SN instructed patient / caregiver about Bethanechol. Sometimes given orally or subcutaneously to treat urinary retention resulting from general anesthetic, diabetic neuropathy of the bladder, or a side effect of antidepressants or to treat gastrointestinal atony (lack of muscular tone). Adverse reaction are rare following oral administration of Bethanechol, but are more common following subcutaneous injection. Adverse reactions are more likely to occur when dosage is increased. Adverse reactions that have been observed: Body as a Whole: malaise; Digestive: abdominal cramps or discomfort, colicky pain, nausea and belching, diarrhea, borborygmi, salivation; Renal: urinary urgency; Nervous System: headache; Cardiovascular: a fall in blood pressure with reflux tachycardia, vasomotor response; Skin: flushing producing a feeling of warmth, sensation of heat about the face, sweating; Respiratory: bronchial constriction, asthmatic attacks; Special Senses: lacrimation, miosis.

Gabapentin Teaching 1979

SN instructed patient about Gabapentin ( Neurontin ).
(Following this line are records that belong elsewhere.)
/// Generates the client and server bindings for the `echo.Echo` gRPC service.
///
/// The wire messages (`EchoRequest`, `EchoResponse`) are plain `prost`
/// structs declared in `src/proto.rs`, so the service is described here with
/// `tonic-build`'s manual builder instead of a `.proto` file. This keeps the
/// build free of a `protoc` dependency while producing the same
/// `echo_client`/`echo_server` modules the prost code generator would.
///
/// # Output
///
/// The generated code lands in `OUT_DIR/echo.Echo.rs` and is included by
/// `src/proto.rs`:
///
/// ```rust,ignore
/// include!(concat!(env!("OUT_DIR"), "/echo.Echo.rs"));
/// ```
///
/// # Panics
///
/// Code generation panics on failure, which aborts the build with the
/// generator's message.
fn main() {
    let echo = tonic_build::manual::Method::builder()
        .name("echo")
        .route_name("Echo")
        .input_type("crate::proto::EchoRequest")
        .output_type("crate::proto::EchoResponse")
        .codec_path("tonic_prost::ProstCodec")
        .build();

    let service = tonic_build::manual::Service::builder()
        .name("Echo")
        .package("echo")
        .method(echo)
        .build();

    tonic_build::manual::Builder::new().compile(&[service]);
}
use md5::Md5;
use sha1::Sha1;
use sha2::{Digest, Sha256};
use std::io::Read;
use std::path::{Path, PathBuf};

use crate::errors::CoreError;

/// Checksum algorithms a staged artifact may carry a sidecar for (§4.1).
///
/// `Sha256` is not part of the staging-sidecar vocabulary — Maven only
/// recognizes `md5`/`sha1` sidecars — but is kept here for content-addressed
/// storage in the blob-store fakes used by tests.
#[derive(Debug, Clone, Copy, PartialEq, Eq)]
pub enum Algo {
    Md5,
    Sha1,
    Sha256,
}

impl Algo {
    pub fn extension(self) -> &'static str {
        match self {
            Algo::Md5 => "md5",
            Algo::Sha1 => "sha1",
            Algo::Sha256 => "sha256",
        }
    }
}

/// Compute the hex digest of a file under the given algorithm, streaming it
/// in 64KB chunks rather than loading it whole.
pub fn checksum(path: &Path, algo: Algo) -> Result<String, CoreError> {
    let file = std::fs::File::open(path).map_err(CoreError::Io)?;
    let mut reader = std::io::BufReader::with_capacity(64 * 1024, file);
    let mut buf = [0u8; 64 * 1024];

    macro_rules! digest_with {
        ($hasher:expr) => {{
            let mut hasher = $hasher;
            loop {
                let n = reader.read(&mut buf).map_err(CoreError::Io)?;
                if n == 0 {
                    break;
                }
                hasher.update(&buf[..n]);
            }
            format!("{:x}", hasher.finalize())
        }};
    }

    Ok(match algo {
        Algo::Md5 => digest_with!(Md5::new()),
        Algo::Sha1 => digest_with!(Sha1::new()),
        Algo::Sha256 => digest_with!(Sha256::new()),
    })
}

/// Compute the hex digest of an in-memory buffer.
pub fn checksum_bytes(data: &[u8], algo: Algo) -> String {
    match algo {
        Algo::Md5 => format!("{:x}", Md5::new_with_prefix(data).finalize()),
        Algo::Sha1 => format!("{:x}", Sha1::new_with_prefix(data).finalize()),
        Algo::Sha256 => format!("{:x}", Sha256::new_with_prefix(data).finalize()),
    }
}

/// The sibling path `F.<algo>` Maven uses for a checksum sidecar.
pub fn checksum_file_path(path: &Path, algo: Algo) -> PathBuf {
    let mut name = path.file_name().map(|n| n.to_os_string()).unwrap_or_default();
    name.push(".");
    name.push(algo.extension());
    path.with_file_name(name)
}

/// True iff `F.<algo>` exists and its trimmed content equals `checksum(F, algo)`.
pub fn valid_checksum_file(path: &Path, algo: Algo) -> bool {
    let sidecar = checksum_file_path(path, algo);
    let expected = match checksum(path, algo) {
        Ok(v) => v,
        Err(_) => return false,
    };
    match std::fs::read_to_string(&sidecar) {
        Ok(content) => extract_hex(&content).eq_ignore_ascii_case(&expected),
        Err(_) => false,
    }
}

/// Maven checksum sidecars are sometimes a bare hex digest and sometimes
/// `<hex>  <filename>` (the GNU coreutils `sha1sum` format); accept both.
fn extract_hex(content: &str) -> &str {
    content.trim().split_whitespace().next().unwrap_or("").trim()
}
use crate::sidecar::SidecarMetadata;
use cellar_util::errors::CoreError;
use std::path::{Path, PathBuf};

const FINALIZED_SENTINEL: &str = ".finalized";

/// A staging directory: a server-local temp directory holding one deploy
/// transaction's files until finalization (§3).
#[derive(Debug, Clone, PartialEq, Eq)]
pub struct StagingDir(PathBuf);

impl StagingDir {
    pub fn at(path: PathBuf) -> Self {
        Self(path)
    }

    pub fn path(&self) -> &Path {
        &self.0
    }

    pub fn metadata(&self) -> Result<SidecarMetadata, CoreError> {
        SidecarMetadata::load(&self.0)
    }

    /// §4.2 "write-metadata": merge `fields` onto the existing sidecar.
    pub fn write_metadata(&self, fields: SidecarMetadata) -> Result<(), CoreError> {
        let merged = self.metadata()?.merge(fields);
        merged.write(&self.0)
    }

    pub fn is_finalized(&self) -> bool {
        self.0.join(FINALIZED_SENTINEL).is_file()
    }

    pub fn mark_finalized(&self) -> Result<(), CoreError> {
        cellar_util::fs::atomic_write(&self.0.join(FINALIZED_SENTINEL), b"")
    }
}

/// Scan `session`'s staging directories in MRU order for one whose sidecar
/// matches `query` on every field the query itself specifies (§4.2). On no
/// match, creates a fresh directory under the OS temp root named
/// `upload-<uuid>`.
pub fn find_upload_dir(
    query: &SidecarMetadata,
    session: &crate::session::Session,
) -> Result<StagingDir, CoreError> {
    for path in &session.upload_dirs {
        let dir = StagingDir::at(path.clone());
        if dir.metadata()?.matches(query) {
            return Ok(dir);
        }
    }

    let fresh = std::env::temp_dir().join(format!("upload-{}", uuid::Uuid::new_v4()));
    cellar_util::fs::ensure_dir(&fresh).map_err(CoreError::Io)?;
    Ok(StagingDir::at(fresh))
}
It is a medication used to treat epilepsy, neuropathic pain and hot flashes. It is also used for restless leg syndrome. It is a first line agent for the treatment of neuropathic pain arising from diabetic neuropathy, post-herpetic neuralgia, and central neuropathic pain. Most common side effects of gabapentin in adult patients include dizziness, fatigue, drowsiness, weight gain, and peripheral edema. It may also produce sexual dysfunction in some patients, symptoms of which may include loss of libido, inability to reach sexual climax, and erectile dysfunction. It should be used carefully in patients with renal impairment due to possible accumulation and toxicity. Warning of an increased risk of depression and suicidal thoughts and behaviors in patients taking gabapentin. Report to Physician or nurse if any of those side effect / adverse reaction occurs.